-- STORED DATA --
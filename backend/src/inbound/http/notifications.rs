//! Inbox handlers for the signed-in employee.

use actix_web::{HttpResponse, get, post, web};

use crate::domain::Error;
use crate::domain::ports::NotificationInbox;
use crate::inbound::http::ApiResult;
use crate::inbound::http::session::SessionContext;
use crate::inbound::http::state::HttpState;
use crate::inbound::http::validation::parse_uuid;

/// Own notifications, newest first, with the unread count.
#[utoipa::path(
    get,
    path = "/api/v1/notifications",
    responses(
        (status = 200, description = "Inbox", body = NotificationInbox),
        (status = 401, description = "Not signed in", body = Error),
        (status = 500, description = "Internal server error", body = Error)
    ),
    tags = ["notifications"],
    operation_id = "listNotifications"
)]
#[get("/notifications")]
pub async fn list_notifications(
    state: web::Data<HttpState>,
    session: SessionContext,
) -> ApiResult<web::Json<NotificationInbox>> {
    let recipient = session.require_employee_id()?;
    Ok(web::Json(state.notifications_query.inbox(&recipient).await?))
}

#[utoipa::path(
    post,
    path = "/api/v1/notifications/{id}/read",
    params(("id" = String, Path, description = "Notification UUID")),
    responses(
        (status = 204, description = "Marked as read"),
        (status = 400, description = "Invalid request", body = Error),
        (status = 401, description = "Not signed in", body = Error),
        (status = 404, description = "No such notification for this employee", body = Error),
        (status = 500, description = "Internal server error", body = Error)
    ),
    tags = ["notifications"],
    operation_id = "markNotificationRead"
)]
#[post("/notifications/{id}/read")]
pub async fn mark_read(
    state: web::Data<HttpState>,
    session: SessionContext,
    path: web::Path<String>,
) -> ApiResult<HttpResponse> {
    let recipient = session.require_employee_id()?;
    let id = parse_uuid(&path, "id")?;
    state.notifications.mark_read(&recipient, id).await?;
    Ok(HttpResponse::NoContent().finish())
}

#[cfg(test)]
mod tests {
    use super::*;
    use crate::domain::ports::{MockNotificationCommand, MockNotificationQuery};
    use crate::inbound::http::test_utils::{api_app, json_body, login_as, mock_state};
    use actix_web::http::StatusCode;
    use actix_web::test as actix_test;
    use std::sync::Arc;
    use uuid::Uuid;

    #[actix_web::test]
    async fn inbox_is_scoped_to_the_session() {
        let mut query = MockNotificationQuery::new();
        query
            .expect_inbox()
            .withf(|recipient| recipient.as_ref() == "EMP002")
            .return_once(|_| {
                Ok(NotificationInbox {
                    notifications: Vec::new(),
                    unread_count: 3,
                })
            });
        let mut state = mock_state();
        state.notifications_query = Arc::new(query);
        let app = actix_test::init_service(api_app(state)).await;
        let cookie = login_as(&app, "EMP002").await;

        let response = actix_test::call_service(
            &app,
            actix_test::TestRequest::get()
                .uri("/api/v1/notifications")
                .cookie(cookie)
                .to_request(),
        )
        .await;

        assert_eq!(response.status(), StatusCode::OK);
        let body = json_body(response).await;
        assert_eq!(body["unreadCount"], 3);
    }

    #[actix_web::test]
    async fn mark_read_parses_the_id() {
        let id = Uuid::new_v4();
        let mut command = MockNotificationCommand::new();
        command
            .expect_mark_read()
            .withf(move |recipient, candidate| recipient.as_ref() == "EMP002" && *candidate == id)
            .times(1)
            .return_once(|_, _| Ok(()));
        let mut state = mock_state();
        state.notifications = Arc::new(command);
        let app = actix_test::init_service(api_app(state)).await;
        let cookie = login_as(&app, "EMP002").await;

        let response = actix_test::call_service(
            &app,
            actix_test::TestRequest::post()
                .uri(&format!("/api/v1/notifications/{id}/read"))
                .cookie(cookie)
                .to_request(),
        )
        .await;
        assert_eq!(response.status(), StatusCode::NO_CONTENT);
    }

    #[actix_web::test]
    async fn foreign_notifications_are_not_found() {
        let mut command = MockNotificationCommand::new();
        command
            .expect_mark_read()
            .return_once(|_, id| Err(Error::not_found(format!("notification {id} not found"))));
        let mut state = mock_state();
        state.notifications = Arc::new(command);
        let app = actix_test::init_service(api_app(state)).await;
        let cookie = login_as(&app, "EMP002").await;

        let response = actix_test::call_service(
            &app,
            actix_test::TestRequest::post()
                .uri(&format!("/api/v1/notifications/{}/read", Uuid::nil()))
                .cookie(cookie)
                .to_request(),
        )
        .await;
        assert_eq!(response.status(), StatusCode::NOT_FOUND);
    }

    #[actix_web::test]
    async fn malformed_ids_are_rejected() {
        let app = actix_test::init_service(api_app(mock_state())).await;
        let cookie = login_as(&app, "EMP002").await;

        let response = actix_test::call_service(
            &app,
            actix_test::TestRequest::post()
                .uri("/api/v1/notifications/not-a-uuid/read")
                .cookie(cookie)
                .to_request(),
        )
        .await;

        assert_eq!(response.status(), StatusCode::BAD_REQUEST);
        let body = json_body(response).await;
        assert_eq!(body["details"]["code"], "invalid_uuid");
    }
}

-- EXERCISE DESCRIPTION --
Among the entries, count how many lines hold the string "HttpResponse", then state only that number.

-- FINISHED TASK --
3